■ **What is expected**
Please output exactly the lines of the material from the first through the line containing "let todo = TodoRepo::get(&state.pool, todo_id)", and nothing more.

[Data to process — start]

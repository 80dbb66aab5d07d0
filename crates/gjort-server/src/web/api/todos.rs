use crate::error::ApiError;
use crate::state::AppState;
use crate::web::api::middleware::CurrentUser;
use crate::web::api::{created, default_limit, ok, parse_todo_id};
use axum::{
    Json,
    extract::{Path, Query, State},
    response::Response,
};
use gjort_common::models::todo::Todo;
use gjort_common::validation::{validate_new_todo, validate_todo_update};
use gjort_db::{StatusFilter, TodoRepo, TodoRow};
use serde::Deserialize;
use serde_json::json;
use std::sync::Arc;
use uuid::Uuid;

#[derive(Debug, Deserialize)]
pub struct ListTodosQuery {
    pub status: Option<String>,
    #[serde(default = "default_limit")]
    pub limit: i64,
    #[serde(default)]
    pub offset: i64,
}

#[derive(Debug, Deserialize)]
pub struct CreateTodoRequest {
    pub title: String,
    pub description: Option<String>,
}

#[derive(Debug, Deserialize)]
pub struct UpdateTodoRequest {
    pub title: Option<String>,
    pub description: Option<String>,
    pub completed: Option<bool>,
}

/// Fetch the todo and enforce ownership: 404 when the row does not
/// exist, 403 when it exists but belongs to someone else -- always in
/// that order, so existence is checked before ownership.
async fn fetch_owned_todo(
    state: &AppState,
    user: &CurrentUser,
    todo_id: Uuid,
) -> Result<TodoRow, ApiError> {
    let todo = TodoRepo::get(&state.pool, todo_id)
        .await?
        .ok_or(ApiError::NotFound("Todo not found"))?;
    if todo.user_id != user.0.user_id {
        return Err(ApiError::Forbidden("You do not have access to this todo"));
    }
    Ok(todo)
}

/// GET /api/todos
#[tracing::instrument(skip(state, user))]
pub async fn list_todos(
    State(state): State<Arc<AppState>>,
    user: CurrentUser,
    Query(query): Query<ListTodosQuery>,
) -> Result<Response, ApiError> {
    let mut errors = Vec::new();
    let status = match query.status.as_deref() {
        None => StatusFilter::All,
        Some(s) => StatusFilter::parse(s).unwrap_or_else(|| {
            errors.push("status must be one of: all, completed, pending".to_string());
            StatusFilter::All
        }),
    };
    if !(1..=100).contains(&query.limit) {
        errors.push("limit must be between 1 and 100".to_string());
    }
    if query.offset < 0 {
        errors.push("offset must not be negative".to_string());
    }
    if !errors.is_empty() {
        return Err(ApiError::Validation(errors));
    }

    let owner = user.0.user_id;
    let rows = TodoRepo::list_by_owner(&state.pool, owner, status, query.limit, query.offset)
        .await?;
    let total = TodoRepo::count_by_owner(&state.pool, owner, status).await?;

    let todos: Vec<Todo> = rows.iter().map(TodoRow::to_todo).collect();
    Ok(ok(
        "Todos fetched",
        json!({
            "todos": todos,
            "pagination": {
                "total": total,
                "limit": query.limit,
                "offset": query.offset,
                "hasMore": query.offset + query.limit < total,
            },
        }),
    ))
}

/// POST /api/todos
#[tracing::instrument(skip(state, user, req))]
pub async fn create_todo(
    State(state): State<Arc<AppState>>,
    user: CurrentUser,
    Json(req): Json<CreateTodoRequest>,
) -> Result<Response, ApiError> {
    let errors = validate_new_todo(&req.title, req.description.as_deref());
    if !errors.is_empty() {
        return Err(ApiError::Validation(errors));
    }

    let todo = TodoRepo::create(
        &state.pool,
        Uuid::new_v4(),
        user.0.user_id,
        &req.title,
        req.description.as_deref(),
    )
    .await?;

    Ok(created("Todo created", json!({"todo": todo.to_todo()})))
}

/// GET /api/todos/:id
#[tracing::instrument(skip(state, user))]
pub async fn get_todo(
    State(state): State<Arc<AppState>>,
    user: CurrentUser,
    Path(id): Path<String>,
) -> Result<Response, ApiError> {
    let todo_id = parse_todo_id(&id)?;
    let todo = fetch_owned_todo(&state, &user, todo_id).await?;
    Ok(ok("Todo fetched", json!({"todo": todo.to_todo()})))
}

/// PUT /api/todos/:id
#[tracing::instrument(skip(state, user, req))]
pub async fn update_todo(
    State(state): State<Arc<AppState>>,
    user: CurrentUser,
    Path(id): Path<String>,
    Json(req): Json<UpdateTodoRequest>,
) -> Result<Response, ApiError> {
    let todo_id = parse_todo_id(&id)?;

    let errors = validate_todo_update(req.title.as_deref(), req.description.as_deref());
    if !errors.is_empty() {
        return Err(ApiError::Validation(errors));
    }

    fetch_owned_todo(&state, &user, todo_id).await?;

    let updated = TodoRepo::update(
        &state.pool,
        todo_id,
        req.title.as_deref(),
        req.description.as_deref(),
        req.completed,
    )
    .await?
    // Deleted between the ownership check and the update
    .ok_or(ApiError::NotFound("Todo not found"))?;

    Ok(ok("Todo updated", json!({"todo": updated.to_todo()})))
}

/// DELETE /api/todos/:id
#[tracing::instrument(skip(state, user))]
pub async fn delete_todo(
    State(state): State<Arc<AppState>>,
    user: CurrentUser,
    Path(id): Path<String>,
) -> Result<Response, ApiError> {
    let todo_id = parse_todo_id(&id)?;
    fetch_owned_todo(&state, &user, todo_id).await?;

    let rows_affected = TodoRepo::delete(&state.pool, todo_id).await?;
    if rows_affected == 0 {
        return Err(ApiError::NotFound("Todo not found"));
    }

    Ok(ok("Todo deleted", json!({})))
}
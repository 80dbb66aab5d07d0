use anyhow::{Context, Result};
use argon2::{
    Argon2,
    password_hash::{PasswordHash, PasswordHasher, PasswordVerifier, SaltString, rand_core::OsRng},
};
use gjort_common::models::auth::Claims;
use jsonwebtoken::{DecodingKey, EncodingKey, Header, Validation, errors::ErrorKind};

/// Access token lifetime: 24 hours from issuance
pub const ACCESS_TOKEN_TTL_SECS: i64 = 86_400;

/// Hash a password using argon2id with a per-call random salt
pub fn hash_password(password: &str) -> Result<String> {
    let salt = SaltString::generate(&mut OsRng);
    let argon2 = Argon2::default();
    let hash = argon2
        .hash_password(password.as_bytes(), &salt)
        .map_err(|e| anyhow::anyhow!("Failed to hash password: {}", e))?;
    Ok(hash.to_string())
}

/// Verify a password against a stored hash. The comparison inside argon2
/// verification is constant-time.
pub fn verify_password(password: &str, hash: &str) -> Result<bool> {
    let parsed_hash =
        PasswordHash::new(hash).map_err(|e| anyhow::anyhow!("Invalid password hash: {}", e))?;
    Ok(Argon2::default()
        .verify_password(password.as_bytes(), &parsed_hash)
        .is_ok())
}

/// Why a token failed verification. The API collapses all three into a
/// single 401; the distinction exists for logs.
#[derive(Debug, Clone, Copy, PartialEq, Eq)]
pub enum TokenError {
    Malformed,
    SignatureInvalid,
    Expired,
}

impl std::fmt::Display for TokenError {
    fn fmt(&self, f: &mut std::fmt::Formatter<'_>) -> std::fmt::Result {
        match self {
            TokenError::Malformed => write!(f, "malformed token"),
            TokenError::SignatureInvalid => write!(f, "invalid signature"),
            TokenError::Expired => write!(f, "token expired"),
        }
    }
}

/// Create an access token (JWT) for the given user id
pub fn create_access_token(user_id: &str, jwt_secret: &str) -> Result<String> {
    create_access_token_at(user_id, jwt_secret, chrono::Utc::now().timestamp())
}

/// Create an access token with an explicit issue time. Split out so
/// tests can simulate the clock.
pub fn create_access_token_at(user_id: &str, jwt_secret: &str, issued_at: i64) -> Result<String> {
    let claims = Claims {
        sub: user_id.to_string(),
        iat: issued_at,
        exp: issued_at + ACCESS_TOKEN_TTL_SECS,
    };
    jsonwebtoken::encode(
        &Header::default(),
        &claims,
        &EncodingKey::from_secret(jwt_secret.as_bytes()),
    )
    .context("Failed to create access token")
}

/// Validate an access token and return its claims. Expiry is exact --
/// zero leeway -- so a token is rejected the second after `exp`.
pub fn validate_access_token(token: &str, jwt_secret: &str) -> Result<Claims, TokenError> {
    let mut validation = Validation::default();
    validation.leeway = 0;
    match jsonwebtoken::decode::<Claims>(
        token,
        &DecodingKey::from_secret(jwt_secret.as_bytes()),
        &validation,
    ) {
        Ok(data) => Ok(data.claims),
        Err(e) => Err(match e.kind() {
            ErrorKind::ExpiredSignature => TokenError::Expired,
            ErrorKind::InvalidSignature => TokenError::SignatureInvalid,
            _ => TokenError::Malformed,
        }),
    }
}

#[cfg(test)]
mod tests {
    use super::*;

    #[test]
    fn test_password_hash_and_verify_correct() {
        let password = "my-secure-password";
        let hash = hash_password(password).unwrap();
        assert!(verify_password(password, &hash).unwrap());
    }

    #[test]
    fn test_password_hash_is_not_plaintext() {
        let password = "secret1";
        let hash = hash_password(password).unwrap();
        assert_ne!(hash, password);
        assert!(hash.starts_with("$argon2"));
    }

    #[test]
    fn test_password_verify_wrong() {
        let hash = hash_password("correct-password").unwrap();
        assert!(!verify_password("wrong-password", &hash).unwrap());
    }

    #[test]
    fn test_password_different_salts() {
        let password = "same-password";
        let hash1 = hash_password(password).unwrap();
        let hash2 = hash_password(password).unwrap();
        assert_ne!(hash1, hash2);
        // Both still verify
        assert!(verify_password(password, &hash1).unwrap());
        assert!(verify_password(password, &hash2).unwrap());
    }

    #[test]
    fn test_verify_rejects_garbage_hash() {
        assert!(verify_password("whatever", "not-a-phc-string").is_err());
    }

    #[test]
    fn test_token_create_and_validate() {
        let secret = "test-jwt-secret";
        let token = create_access_token("user-123", secret).unwrap();
        let claims = validate_access_token(&token, secret).unwrap();
        assert_eq!(claims.sub, "user-123");
        assert_eq!(claims.exp, claims.iat + ACCESS_TOKEN_TTL_SECS);
    }

    #[test]
    fn test_token_wrong_secret_fails() {
        let token = create_access_token("user-123", "secret-1").unwrap();
        let err = validate_access_token(&token, "secret-2").unwrap_err();
        assert_eq!(err, TokenError::SignatureInvalid);
    }

    #[test]
    fn test_token_garbage_is_malformed() {
        assert_eq!(
            validate_access_token("not-a-jwt", "secret").unwrap_err(),
            TokenError::Malformed
        );
        assert_eq!(
            validate_access_token("", "secret").unwrap_err(),
            TokenError::Malformed
        );
    }

    #[test]
    fn test_token_tampered_payload_fails() {
        let secret = "test-jwt-secret";
        let token = create_access_token("user-123", secret).unwrap();
        // Swap the payload segment for one from a different token
        let other = create_access_token("user-456", secret).unwrap();
        let parts: Vec<&str> = token.split('.').collect();
        let other_parts: Vec<&str> = other.split('.').collect();
        let tampered = format!("{}.{}.{}", parts[0], other_parts[1], parts[2]);
        assert_eq!(
            validate_access_token(&tampered, secret).unwrap_err(),
            TokenError::SignatureInvalid
        );
    }

    #[test]
    fn test_token_expired_after_24h() {
        let secret = "test-jwt-secret";
        let now = chrono::Utc::now().timestamp();

        // Issued 24h + 1s ago: just past expiry
        let token = create_access_token_at("user-123", secret, now - ACCESS_TOKEN_TTL_SECS - 1)
            .unwrap();
        assert_eq!(
            validate_access_token(&token, secret).unwrap_err(),
            TokenError::Expired
        );

        // Issued 1h ago: still well within the window
        let token = create_access_token_at("user-123", secret, now - 3_600).unwrap();
        assert!(validate_access_token(&token, secret).is_ok());
    }
}
use axum::{
    Json,
    http::StatusCode,
    response::{IntoResponse, Response},
};
use serde_json::json;

/// Error taxonomy for the API. Every failure a handler can surface maps
/// onto one variant, which fixes both the HTTP status and the
/// machine-readable `code` in the response envelope.
#[derive(Debug)]
pub enum ApiError {
    /// Malformed or out-of-range input; rejected before any storage call
    Validation(Vec<String>),
    /// Unique-constraint violation (username/email already taken)
    Conflict(&'static str),
    /// Missing, invalid or expired token -- sub-reason never leaks
    Unauthenticated(&'static str),
    /// Valid identity, wrong owner
    Forbidden(&'static str),
    NotFound(&'static str),
    /// Unexpected storage/runtime failure; detail is logged, not exposed
    Internal(anyhow::Error),
}

impl ApiError {
    pub fn status_code(&self) -> StatusCode {
        match self {
            ApiError::Validation(_) => StatusCode::BAD_REQUEST,
            ApiError::Conflict(_) => StatusCode::CONFLICT,
            ApiError::Unauthenticated(_) => StatusCode::UNAUTHORIZED,
            ApiError::Forbidden(_) => StatusCode::FORBIDDEN,
            ApiError::NotFound(_) => StatusCode::NOT_FOUND,
            ApiError::Internal(_) => StatusCode::INTERNAL_SERVER_ERROR,
        }
    }

    pub fn code(&self) -> &'static str {
        match self {
            ApiError::Validation(_) => "VALIDATION_ERROR",
            ApiError::Conflict(_) => "CONFLICT",
            ApiError::Unauthenticated(_) => "UNAUTHENTICATED",
            ApiError::Forbidden(_) => "FORBIDDEN",
            ApiError::NotFound(_) => "NOT_FOUND",
            ApiError::Internal(_) => "INTERNAL",
        }
    }

    fn message(&self) -> &str {
        match self {
            ApiError::Validation(_) => "Validation failed",
            ApiError::Conflict(msg)
            | ApiError::Unauthenticated(msg)
            | ApiError::Forbidden(msg)
            | ApiError::NotFound(msg) => msg,
            ApiError::Internal(_) => "Internal server error",
        }
    }
}

impl From<anyhow::Error> for ApiError {
    fn from(err: anyhow::Error) -> Self {
        ApiError::Internal(err)
    }
}

impl IntoResponse for ApiError {
    fn into_response(self) -> Response {
        if let ApiError::Internal(ref e) = self {
            tracing::error!("Internal error: {:#}", e);
        }
        let mut body = json!({
            "success": false,
            "message": self.message(),
            "code": self.code(),
        });
        if let ApiError::Validation(ref errors) = self {
            body["errors"] = json!(errors);
        }
        (self.status_code(), Json(body)).into_response()
    }
}

#[cfg(test)]
mod tests {
    use super::*;

    #[test]
    fn test_status_mapping() {
        assert_eq!(
            ApiError::Validation(vec![]).status_code(),
            StatusCode::BAD_REQUEST
        );
        assert_eq!(ApiError::Conflict("x").status_code(), StatusCode::CONFLICT);
        assert_eq!(
            ApiError::Unauthenticated("x").status_code(),
            StatusCode::UNAUTHORIZED
        );
        assert_eq!(ApiError::Forbidden("x").status_code(), StatusCode::FORBIDDEN);
        assert_eq!(ApiError::NotFound("x").status_code(), StatusCode::NOT_FOUND);
        assert_eq!(
            ApiError::Internal(anyhow::anyhow!("boom")).status_code(),
            StatusCode::INTERNAL_SERVER_ERROR
        );
    }

    #[test]
    fn test_code_mapping() {
        assert_eq!(ApiError::Validation(vec![]).code(), "VALIDATION_ERROR");
        assert_eq!(ApiError::Conflict("x").code(), "CONFLICT");
        assert_eq!(ApiError::Unauthenticated("x").code(), "UNAUTHENTICATED");
        assert_eq!(ApiError::Forbidden("x").code(), "FORBIDDEN");
        assert_eq!(ApiError::NotFound("x").code(), "NOT_FOUND");
        assert_eq!(ApiError::Internal(anyhow::anyhow!("boom")).code(), "INTERNAL");
    }

    #[test]
    fn test_internal_hides_detail() {
        let err = ApiError::Internal(anyhow::anyhow!("connection to 10.0.0.3 refused"));
        assert_eq!(err.message(), "Internal server error");
    }

    #[tokio::test]
    async fn test_validation_envelope_carries_errors() {
        use http_body_util::BodyExt;

        let response = ApiError::Validation(vec![
            "title must not be empty".to_string(),
            "limit must be between 1 and 100".to_string(),
        ])
        .into_response();
        assert_eq!(response.status(), StatusCode::BAD_REQUEST);

        let body = response.into_body().collect().await.unwrap().to_bytes();
        let json: serde_json::Value = serde_json::from_slice(&body).unwrap();
        assert_eq!(json["success"], json!(false));
        assert_eq!(json["code"], json!("VALIDATION_ERROR"));
        assert_eq!(json["errors"].as_array().unwrap().len(), 2);
    }

    #[tokio::test]
    async fn test_non_validation_envelope_has_no_errors_field() {
        use http_body_util::BodyExt;

        let response = ApiError::NotFound("Todo not found").into_response();
        let body = response.into_body().collect().await.unwrap().to_bytes();
        let json: serde_json::Value = serde_json::from_slice(&body).unwrap();
        assert_eq!(json["success"], json!(false));
        assert_eq!(json["message"], json!("Todo not found"));
        assert!(json.get("errors").is_none());
    }
}
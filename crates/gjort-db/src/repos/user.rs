use anyhow::{Context, Result};
use chrono::{DateTime, Utc};
use gjort_common::models::auth::User;
use sqlx::PgPool;
use uuid::Uuid;

const USER_COLUMNS: &str = "user_id, username, email, password_hash, created_at, updated_at";

#[derive(Debug, Clone, sqlx::FromRow)]
pub struct UserRow {
    pub user_id: Uuid,
    pub username: String,
    pub email: String,
    pub password_hash: String,
    pub created_at: DateTime<Utc>,
    pub updated_at: DateTime<Utc>,
}

impl UserRow {
    /// Wire-safe projection -- drops the password hash.
    pub fn to_user(&self) -> User {
        User {
            id: self.user_id,
            username: self.username.clone(),
            email: self.email.clone(),
            created_at: self.created_at,
            updated_at: self.updated_at,
        }
    }
}

/// Repository for user records
pub struct UserRepo;

impl UserRepo {
    /// Create a user. The caller supplies an already-hashed password;
    /// plaintext never reaches this layer. Unique violations on username
    /// or email propagate for the caller to map to CONFLICT.
    pub async fn create(
        pool: &PgPool,
        user_id: Uuid,
        username: &str,
        email: &str,
        password_hash: &str,
    ) -> Result<UserRow> {
        let row = sqlx::query_as::<_, UserRow>(&format!(
            "INSERT INTO users (user_id, username, email, password_hash) \
             VALUES ($1, $2, $3, $4) RETURNING {USER_COLUMNS}"
        ))
        .bind(user_id)
        .bind(username)
        .bind(email)
        .bind(password_hash)
        .fetch_one(pool)
        .await
        .context("Failed to create user")?;
        Ok(row)
    }

    pub async fn get_by_id(pool: &PgPool, user_id: Uuid) -> Result<Option<UserRow>> {
        let row = sqlx::query_as::<_, UserRow>(&format!(
            "SELECT {USER_COLUMNS} FROM users WHERE user_id = $1"
        ))
        .bind(user_id)
        .fetch_optional(pool)
        .await
        .context("Failed to get user by id")?;
        Ok(row)
    }

    pub async fn get_by_email(pool: &PgPool, email: &str) -> Result<Option<UserRow>> {
        let row = sqlx::query_as::<_, UserRow>(&format!(
            "SELECT {USER_COLUMNS} FROM users WHERE email = $1"
        ))
        .bind(email)
        .fetch_optional(pool)
        .await
        .context("Failed to get user by email")?;
        Ok(row)
    }

    pub async fn get_by_username(pool: &PgPool, username: &str) -> Result<Option<UserRow>> {
        let row = sqlx::query_as::<_, UserRow>(&format!(
            "SELECT {USER_COLUMNS} FROM users WHERE username = $1"
        ))
        .bind(username)
        .fetch_optional(pool)
        .await
        .context("Failed to get user by username")?;
        Ok(row)
    }
}
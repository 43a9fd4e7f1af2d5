use log::{error, info, warn};

use crate::app::state::PresetStore;
use crate::error::{AppError, Result};
use crate::host::{ColorManagement, MenuHost, PresetDialog};
use crate::menu::{MenuAction, Menus};
use crate::records::{Preset, Transforms};
use crate::utils::normalize_preset_name;

/// Adapter between the preset store and the host: color pipeline, menu registry and name prompt.
///
/// Persistence failures are logged here and never reach the user; the in-memory
/// list stays authoritative for the rest of the session.
pub struct PresetsController<C, M, D> {
    store: PresetStore,
    color: C,
    menu_host: M,
    dialog: D,
}

impl<C, M, D> PresetsController<C, M, D>
where
    C: ColorManagement,
    M: MenuHost,
    D: PresetDialog,
{
    pub fn new(store: PresetStore, color: C, menu_host: M, dialog: D) -> Self {
        Self {
            store,
            color,
            menu_host,
            dialog,
        }
    }

    /// Load the settings file and publish the initial menus.
    pub fn start(&mut self) {
        if let Err(err) = self.store.load_settings() {
            error!("An error occurred while loading the preset list: {err:#}");
        }
        self.refresh_menus();
    }

    pub fn store(&self) -> &PresetStore {
        &self.store
    }

    pub fn color(&self) -> &C {
        &self.color
    }

    pub fn menu_host(&self) -> &M {
        &self.menu_host
    }

    pub fn menu_host_mut(&mut self) -> &mut M {
        &mut self.menu_host
    }

    pub fn current_config(&self) -> String {
        let config = self.color.ocio_config();
        info!("Current OCIO config: {config}");
        config
    }

    pub fn current_transforms(&self) -> Transforms {
        Transforms::new(
            self.color.ocio_ics(),
            self.color.ocio_view(),
            self.color.ocio_look(),
        )
    }

    /// Capture the active transforms and store them under a name from the dialog.
    /// The name is stored trimmed of surrounding whitespace, and a blank name is
    /// treated like a dismissed dialog. Returns `Ok(None)` in both of those cases.
    pub fn save_preset(&mut self) -> Result<Option<Preset>> {
        let transforms = self.current_transforms();

        let name = match self.dialog.prompt_preset_name() {
            Ok(Some(raw)) => match normalize_preset_name(&raw) {
                Some(name) => name,
                None => return Ok(None),
            },
            Ok(None) | Err(AppError::Cancelled) => return Ok(None),
            Err(err) => return Err(err),
        };

        let preset = self.store.add_preset(name, transforms).clone();
        info!("Saved preset `{}` (#{})", preset.name, preset.order);
        self.persist();
        self.refresh_menus();
        Ok(Some(preset))
    }

    /// Push a preset's transforms to the host: IDT, then ODT, then Look.
    /// A failing setter stops the sequence and leaves earlier ones applied.
    pub fn apply_preset(&mut self, display_name: &str) -> Result<()> {
        let transforms = self.store.transforms_from_name(display_name)?;

        self.color.set_ocio_ics(&transforms.idt)?;
        self.color.set_ocio_view(&transforms.odt)?;
        self.color.set_ocio_look(&transforms.look)?;

        info!("Applied preset `{display_name}`");
        Ok(())
    }

    /// Remove the first matching preset. The list is persisted and menus refreshed
    /// even when nothing matched.
    pub fn remove_preset(&mut self, display_name: &str) -> Option<Preset> {
        let removed = match self.store.remove_preset(display_name) {
            Ok(preset) => {
                info!("Removed preset `{display_name}`");
                Some(preset)
            }
            Err(err) => {
                warn!("Nothing removed: {err}");
                None
            }
        };

        self.persist();
        self.refresh_menus();
        removed
    }

    pub fn menus(&self) -> Menus {
        Menus::for_presets(&self.store.preset_names())
    }

    pub fn refresh_menus(&mut self) {
        let menus = self.menus();
        self.menu_host.publish(menus);
    }

    /// Run the operation bound to a menu entry.
    pub fn dispatch(&mut self, action: &MenuAction) -> Result<()> {
        match action {
            MenuAction::ApplyPreset(name) => self.apply_preset(name),
            MenuAction::ShowCurrentConfig => {
                self.current_config();
                Ok(())
            }
            MenuAction::SavePreset => self.save_preset().map(|_| ()),
            MenuAction::RemovePreset(name) => {
                self.remove_preset(name);
                Ok(())
            }
        }
    }

    fn persist(&self) {
        if let Err(err) = self.store.save_settings() {
            error!("An error occurred while saving the preset list: {err:#}");
        }
    }
}
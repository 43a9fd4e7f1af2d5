//! Seams to the application hosting the presets: its color pipeline, its menu
//! registry and the prompt used to name a new preset.

use crate::config::SessionDefaults;
use crate::error::Result;
use crate::menu::Menus;
use crate::records::Transforms;

/// Process-wide color-management state owned by the host.
pub trait ColorManagement {
    /// Identifier of the active OCIO configuration.
    fn ocio_config(&self) -> String;
    fn ocio_ics(&self) -> String;
    fn ocio_view(&self) -> String;
    fn ocio_look(&self) -> String;

    fn set_ocio_ics(&mut self, ics: &str) -> Result<()>;
    fn set_ocio_view(&mut self, view: &str) -> Result<()>;
    fn set_ocio_look(&mut self, look: &str) -> Result<()>;
}

/// Receives the full menu mapping every time it is rebuilt.
pub trait MenuHost {
    fn publish(&mut self, menus: Menus);
}

/// Blocking prompt for a preset name. `Ok(None)` means the user dismissed it.
pub trait PresetDialog {
    fn prompt_preset_name(&mut self) -> Result<Option<String>>;
}

/// In-memory color state used when no real player is attached.
#[derive(Debug, Clone, PartialEq, Eq)]
pub struct ColorSession {
    config: String,
    transforms: Transforms,
}

impl ColorSession {
    pub fn new(config: impl Into<String>, transforms: Transforms) -> Self {
        Self {
            config: config.into(),
            transforms,
        }
    }

    pub fn from_defaults(defaults: &SessionDefaults) -> Self {
        Self::new(defaults.config.clone(), defaults.transforms.clone())
    }

    pub fn transforms(&self) -> &Transforms {
        &self.transforms
    }
}

impl ColorManagement for ColorSession {
    fn ocio_config(&self) -> String {
        self.config.clone()
    }

    fn ocio_ics(&self) -> String {
        self.transforms.idt.clone()
    }

    fn ocio_view(&self) -> String {
        self.transforms.odt.clone()
    }

    fn ocio_look(&self) -> String {
        self.transforms.look.clone()
    }

    fn set_ocio_ics(&mut self, ics: &str) -> Result<()> {
        self.transforms.idt = ics.to_string();
        Ok(())
    }

    fn set_ocio_view(&mut self, view: &str) -> Result<()> {
        self.transforms.odt = view.to_string();
        Ok(())
    }

    fn set_ocio_look(&mut self, look: &str) -> Result<()> {
        self.transforms.look = look.to_string();
        Ok(())
    }
}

[Data to process — finish]

■ **Result of this exercise**
repository 80dbb66aab5d07d0
filename crates/gjort-server/src/web/api/todos.rs
use crate::error::ApiError;
use crate::state::AppState;
use crate::web::api::middleware::CurrentUser;
use crate::web::api::{created, default_limit, ok, parse_todo_id};
use axum::{
    Json,
    extract::{Path, Query, State},
    response::Response,
};
use gjort_common::models::todo::Todo;
use gjort_common::validation::{validate_new_todo, validate_todo_update};
use gjort_db::{StatusFilter, TodoRepo, TodoRow};
use serde::Deserialize;
use serde_json::json;
use std::sync::Arc;
use uuid::Uuid;

#[derive(Debug, Deserialize)]
pub struct ListTodosQuery {
    pub status: Option<String>,
    #[serde(default = "default_limit")]
    pub limit: i64,
    #[serde(default)]
    pub offset: i64,
}

#[derive(Debug, Deserialize)]
pub struct CreateTodoRequest {
    pub title: String,
    pub description: Option<String>,
}

#[derive(Debug, Deserialize)]
pub struct UpdateTodoRequest {
    pub title: Option<String>,
    pub description: Option<String>,
    pub completed: Option<bool>,
}

/// Fetch the todo and enforce ownership: 404 when the row does not
/// exist, 403 when it exists but belongs to someone else -- always in
/// that order, so existence is checked before ownership.
async fn fetch_owned_todo(
    state: &AppState,
    user: &CurrentUser,
    todo_id: Uuid,
) -> Result<TodoRow, ApiError> {
    let todo = TodoRepo::get(&state.pool, todo_id)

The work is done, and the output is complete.